TASK TO CARRY OUT: Take each line below that has "EntryTag" and copy it.

━━━━━ DATA SUPPLIED

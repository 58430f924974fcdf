use crate::media::{LocalMedia, LocalTrack};
use crate::session::NegotiationPhase;
use crate::signaling::SignalingOutput;
use crate::transport::{EntryTag, PeerTransport, TransportEvent, TransportFactory};
use std::sync::Arc;
use tokio::sync::mpsc;
use tracing::{debug, info, warn};
use watchparty_core::{IceCandidate, MemberId, SessionDescription};

/// Work queued for one peer entry, applied strictly in order.
#[derive(Debug)]
pub(crate) enum PeerCommand {
    /// Start the offering side of the handshake.
    Offer,
    RemoteOffer(SessionDescription),
    RemoteAnswer(SessionDescription),
    RemoteCandidate(IceCandidate),
    AttachTracks(Vec<LocalTrack>),
    DetachTracks,
    SetAudioMuted(bool),
    Close,
}

/// What a worker tells the session loop.
#[derive(Debug)]
pub(crate) enum WorkerReport {
    Phase(EntryTag, NegotiationPhase),
    Failed(EntryTag, String),
}

pub(crate) struct WorkerSetup {
    pub tag: EntryTag,
    pub local_id: MemberId,
    pub media: LocalMedia,
    pub factory: Arc<dyn TransportFactory>,
    pub signaling: Arc<dyn SignalingOutput>,
    pub transport_tx: mpsc::Sender<TransportEvent>,
    pub reports: mpsc::UnboundedSender<WorkerReport>,
}

/// Owns one peer connection for its whole life.
///
/// Candidates that arrive before the remote description is installed are
/// held in `pending_candidates` and applied right after it is.
struct PeerWorker {
    tag: EntryTag,
    local_id: MemberId,
    transport: Box<dyn PeerTransport>,
    signaling: Arc<dyn SignalingOutput>,
    reports: mpsc::UnboundedSender<WorkerReport>,
    phase: NegotiationPhase,
    remote_desc_set: bool,
    pending_candidates: Vec<IceCandidate>,
}

/// Creates the transport, then drains `commands` until `Close` or failure.
pub(crate) async fn run_peer_worker(
    setup: WorkerSetup,
    mut commands: mpsc::UnboundedReceiver<PeerCommand>,
) {
    let WorkerSetup {
        tag,
        local_id,
        media,
        factory,
        signaling,
        transport_tx,
        reports,
    } = setup;

    let transport = match factory.create(tag.clone(), transport_tx).await {
        Ok(transport) => transport,
        Err(e) => {
            warn!("Failed to create transport for {}: {:?}", tag, e);
            let _ = reports.send(WorkerReport::Failed(tag, format!("{:#}", e)));
            return;
        }
    };

    let mut worker = PeerWorker {
        tag,
        local_id,
        transport,
        signaling,
        reports,
        phase: NegotiationPhase::Idle,
        remote_desc_set: false,
        pending_candidates: Vec::new(),
    };

    worker.attach_initial(media).await;

    while let Some(cmd) = commands.recv().await {
        if matches!(cmd, PeerCommand::Close) {
            break;
        }
        if let Err(e) = worker.handle(cmd).await {
            warn!("Negotiation with {} failed: {:?}", worker.tag, e);
            let _ = worker
                .reports
                .send(WorkerReport::Failed(worker.tag.clone(), format!("{:#}", e)));
            break;
        }
    }

    worker.shutdown().await;
}

impl PeerWorker {
    async fn attach_initial(&mut self, media: LocalMedia) {
        if !media.is_active() {
            return;
        }
        if let Err(e) = self.transport.attach_tracks(&media.tracks).await {
            warn!("Failed to attach local media to {}: {:?}", self.tag, e);
            return;
        }
        if media.audio_muted {
            if let Err(e) = self.transport.set_audio_muted(true).await {
                warn!("Failed to mute audio for {}: {:?}", self.tag, e);
            }
        }
    }

    async fn handle(&mut self, cmd: PeerCommand) -> anyhow::Result<()> {
        match cmd {
            PeerCommand::Offer => {
                if self.phase != NegotiationPhase::Idle {
                    debug!("{} already negotiating ({}), not offering", self.tag, self.phase);
                    return Ok(());
                }
                self.set_phase(NegotiationPhase::Offering);
                let offer = self.transport.create_offer().await?;
                self.signaling
                    .send_offer(self.local_id.clone(), self.tag.remote.clone(), offer)
                    .await;
                info!("Sent offer to {}", self.tag);
            }

            PeerCommand::RemoteOffer(offer) => {
                if self.phase != NegotiationPhase::Idle {
                    warn!("Ignoring offer from {} while {}", self.tag, self.phase);
                    return Ok(());
                }
                self.set_phase(NegotiationPhase::Answering);
                self.install_remote(offer).await?;
                let answer = self.transport.create_answer().await?;
                self.signaling
                    .send_answer(self.local_id.clone(), self.tag.remote.clone(), answer)
                    .await;
                info!("Sent answer to {}", self.tag);
                self.set_phase(NegotiationPhase::Connected);
            }

            PeerCommand::RemoteAnswer(answer) => {
                if self.phase != NegotiationPhase::Offering {
                    debug!("Stray answer from {} while {}, ignoring", self.tag, self.phase);
                    return Ok(());
                }
                self.install_remote(answer).await?;
                self.set_phase(NegotiationPhase::Connected);
            }

            PeerCommand::RemoteCandidate(candidate) => {
                if !self.remote_desc_set {
                    debug!("Buffering candidate from {}", self.tag);
                    self.pending_candidates.push(candidate);
                    return Ok(());
                }
                // A bad candidate only loses one path, not the connection.
                if let Err(e) = self.transport.add_ice_candidate(candidate).await {
                    warn!("Failed to add ICE candidate for {}: {:?}", self.tag, e);
                }
            }

            PeerCommand::AttachTracks(tracks) => {
                if let Err(e) = self.transport.attach_tracks(&tracks).await {
                    warn!("Failed to attach local media to {}: {:?}", self.tag, e);
                }
            }

            PeerCommand::DetachTracks => {
                if let Err(e) = self.transport.detach_tracks().await {
                    warn!("Failed to detach local media from {}: {:?}", self.tag, e);
                }
            }

            PeerCommand::SetAudioMuted(muted) => {
                if let Err(e) = self.transport.set_audio_muted(muted).await {
                    warn!("Failed to toggle audio for {}: {:?}", self.tag, e);
                }
            }

            PeerCommand::Close => {}
        }
        Ok(())
    }

    async fn install_remote(&mut self, desc: SessionDescription) -> anyhow::Result<()> {
        self.transport.set_remote_description(desc).await?;
        self.remote_desc_set = true;

        let pending = std::mem::take(&mut self.pending_candidates);
        if !pending.is_empty() {
            debug!("Flushing {} buffered candidates for {}", pending.len(), self.tag);
        }
        for candidate in pending {
            if let Err(e) = self.transport.add_ice_candidate(candidate).await {
                warn!("Failed to add buffered ICE candidate for {}: {:?}", self.tag, e);
            }
        }
        Ok(())
    }

    fn set_phase(&mut self, phase: NegotiationPhase) {
        self.phase = phase;
        let _ = self
            .reports
            .send(WorkerReport::Phase(self.tag.clone(), phase));
    }

    async fn shutdown(self) {
        if let Err(e) = self.transport.close().await {
            warn!("Failed to close transport for {}: {:?}", self.tag, e);
        }
        debug!("Peer worker for {} finished", self.tag);
    }
}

━━━━━━━━━━

ANSWER TO THE PROBLEM:
use crate::transport::{EntryTag, PeerTransport, TransportEvent, TransportFactory};
    Phase(EntryTag, NegotiationPhase),
    Failed(EntryTag, String),
    pub tag: EntryTag,
    tag: EntryTag,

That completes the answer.